- The Washington Times - Friday, April 6, 2012

CHICAGO — Amongst the commotion in the Washington Nationals’ locker room Tuesday afternoon — between the shock of the news that left-hander John Lannan had been demoted to Triple-A and the joy for a guy like Ryan Mattheus who was making his first Opening Day roster at age 28 — there was Ross Detwiler.

And there was bench coach Randy Knorr giving Detwiler the news that he’d spent what seemed like an eternity waiting to hear: He was in the Nationals’ starting rotation.

“He kind of looked at me like, ’You knew, didn’t you?’” Knorr recalled Thursday afternoon from the clubhouse at Wrigley Field. “I didn’t say anything, I just let him go.”

Detwiler will be the No. 5 starter, at least until Chien-Ming Wang returns healthy, and the Nationals gave their 26-year-old power lefty the ultimate vote of confidence with their decision. Detwiler could have been the team’s swing man. He could have served as a long reliever or a spot starter while Lannan — a battle-tested veteran who led lesser Nationals’ staffs — started every fifth day in Wang’s absence.

But as the spring progressed and Detwiler rarely faltered, general manager Mike Rizzo ruminated over his Opening Day roster. He thought about Detwiler’s dominant September audition in the rotation, about his gifted left arm hitting 95 mph on the Nationals Park radar gun and about the desire for this Nationals team not to be just a training ground for the future. He couldn’t justify the current configuration.

“I felt I was doing him and the other 24 men on the team a disservice by hiding him in the bullpen and pitching him in mop-up roles,” Rizzo said Thursday. “We felt we had five guys better than him.”

Lannan, who reported to Triple-A Thursday, has since asked to be traded. Meantime, Detwiler was at Wrigley Field, talking and Laughing with Knorr before his first Opening Day in the major leagues.

“It’s like, ’Wow, OK,’” Knorr said. “Not only is he confident in himself now, he believes that we are, too. and I’m hoping it carries over.”

To understand what the moment meant for both, you’d have to go back a few years. Back to when Detwiler, then a 22-year-old kid, stumbled into Knorr’s clubhouse at Single-A Potomac. Looking at the former first-round draft pick, Knorr saw a kid with immense talent and the wrong attitude. Three years wore on that way, through injury and inconsistency, with Detwiler rushed to the major leagues on more than one occasion, only to be sent back down.

Until one afternoon last May when Detwiler went to Knorr seeking advice after a putrid 3⅔-inning, six-earned-run performance, and the then Syracuse manager told him exactly how he felt.

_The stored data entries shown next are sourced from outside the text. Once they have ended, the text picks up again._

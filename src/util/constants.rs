// tracegrep - util/constants.rs
//
// Single source of truth for named defaults and limits, rather than magic
// numbers scattered across the pipeline and CLI layers.

// =============================================================================
// Application metadata
// =============================================================================

/// Application display name.
pub const APP_NAME: &str = "tracegrep";

/// Current application version (set from Cargo.toml at build time).
pub const APP_VERSION: &str = env!("CARGO_PKG_VERSION");

// =============================================================================
// Pipeline defaults
// =============================================================================

/// Default `-B` look-back/correlation window size, in entries.
pub const DEFAULT_BUFFER_SIZE: usize = 300;

/// Default `-C` context window size, in entries (0 disables context mode).
pub const DEFAULT_CONTEXT: usize = 0;

/// Size of the Parser's internal read window, in bytes. Bounds how much is
/// requested from the OS per syscall, not the maximum line length.
pub const READ_CHUNK_SIZE: usize = 8 * 1024;

// =============================================================================
// Progress indicator
// =============================================================================

/// Minimum wall-clock interval between progress indicator redraws.
pub const PROGRESS_UPDATE_INTERVAL_MS: u64 = 1_000;

// =============================================================================
// Logging
// =============================================================================

/// Module default log level, used when neither `RUST_LOG` nor `--debug` is
/// set.
pub const DEFAULT_LOG_LEVEL: &str = "warn";
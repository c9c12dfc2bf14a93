// tracegrep - core/entry.rs
//
// The log record that flows through the whole pipeline: Parser -> Grep ->
// LogBuf -> Writer. Pure data, no I/O.
// Core layer: depends on std only.

/// The four kinds of record the parser is able to recognise.
///
/// Closed set -- the parser never needs a fifth kind, so this is a plain
/// enum rather than something extensible.
#[derive(Debug, Clone, Copy, PartialEq, Eq)]
pub enum EntryKind {
    Unknown,
    Message,
    Network,
    Startup,
}

/// One parsed log record.
///
/// `id` is assigned once at construction and never changes; it exists only
/// so the driver can recognise "the same entry" after it has been moved
/// through several owners (see [`crate::core::grep::Grep::run`], which needs
/// to tell whether the entry a `LogBuf` just evicted was the most recently
/// marked `Message`). It is never part of the emitted output.
#[derive(Debug, Clone)]
pub struct Entry {
    id: u64,
    kind: EntryKind,
    text: String,
    params: Vec<(String, String)>,
    marked: bool,
}

impl Entry {
    pub fn new(id: u64, kind: EntryKind, text: impl Into<String>) -> Self {
        Self {
            id,
            kind,
            text: text.into(),
            params: Vec::new(),
            marked: false,
        }
    }

    pub fn id(&self) -> u64 {
        self.id
    }

    pub fn kind(&self) -> EntryKind {
        self.kind
    }

    pub fn text(&self) -> &str {
        &self.text
    }

    pub fn append_text(&mut self, s: &str) {
        self.text.push_str(s);
    }

    pub fn marked(&self) -> bool {
        self.marked
    }

    pub fn mark(&mut self) {
        self.marked = true;
    }

    pub fn params(&self) -> &[(String, String)] {
        &self.params
    }

    /// Replace the first parameter named `name`, or append a new one.
    pub fn set_param(&mut self, name: impl Into<String>, value: impl Into<String>) {
        let name = name.into();
        let value = value.into();
        if let Some(existing) = self.params.iter_mut().find(|(n, _)| *n == name) {
            existing.1 = value;
        } else {
            self.params.push((name, value));
        }
    }

    /// Value of the first parameter named `name`, if any.
    pub fn param(&self, name: &str) -> Option<&str> {
        self.params
            .iter()
            .find(|(n, _)| n == name)
            .map(|(_, v)| v.as_str())
    }
}

#[cfg(test)]
mod tests {
    use super::*;

    #[test]
    fn set_param_appends_new_and_replaces_existing() {
        let mut e = Entry::new(0, EntryKind::Message, "Sniffed x\n");
        e.set_param("billid", "1");
        e.set_param("other", "z");
        e.set_param("billid", "2");
        assert_eq!(e.param("billid"), Some("2"));
        assert_eq!(e.param("other"), Some("z"));
        assert_eq!(
            e.params(),
            &[
                ("billid".to_string(), "2".to_string()),
                ("other".to_string(), "z".to_string()),
            ]
        );
    }

    #[test]
    fn unmarked_by_default() {
        let e = Entry::new(0, EntryKind::Unknown, "x");
        assert!(!e.marked());
    }
}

“I said, ’I don’t like to use other players to compare with but I will this time,’” Knorr said in September. “’David Price gives up a hit, he gets the ball back and says, “There ain’t nobody getting another hit today.” You, you give up a hit you’ve got that stupid-ass smirk on your face that I want to go out there slap off you. And I think you need to change that.’”

This spring Detwiler carried himself with a bit more edge, perhaps, than in years past.

He chafed at all the questions about the Nationals bringing in Gio Gonzalez and Edwin Jackson, about how it likely crowded him out of a rotation he looked to have all-but made last fall. He pitched with confidence and conviction — then and last fall — and didn’t let things unravel after one bad pitch the way he might have in the past. Asked constantly about his role, he’d generally just shrug his shoulders and let the question pass with a casual “whatever.”

But he was dominant in a late-spring start against the Miami Marlins’ ’A’ lineup. And one day toward the end of the spring, during bunting drills, Knorr approached Detwiler about the possibility of being moved back into the rotation.

“I’m ready,” he said. “I want to do it.”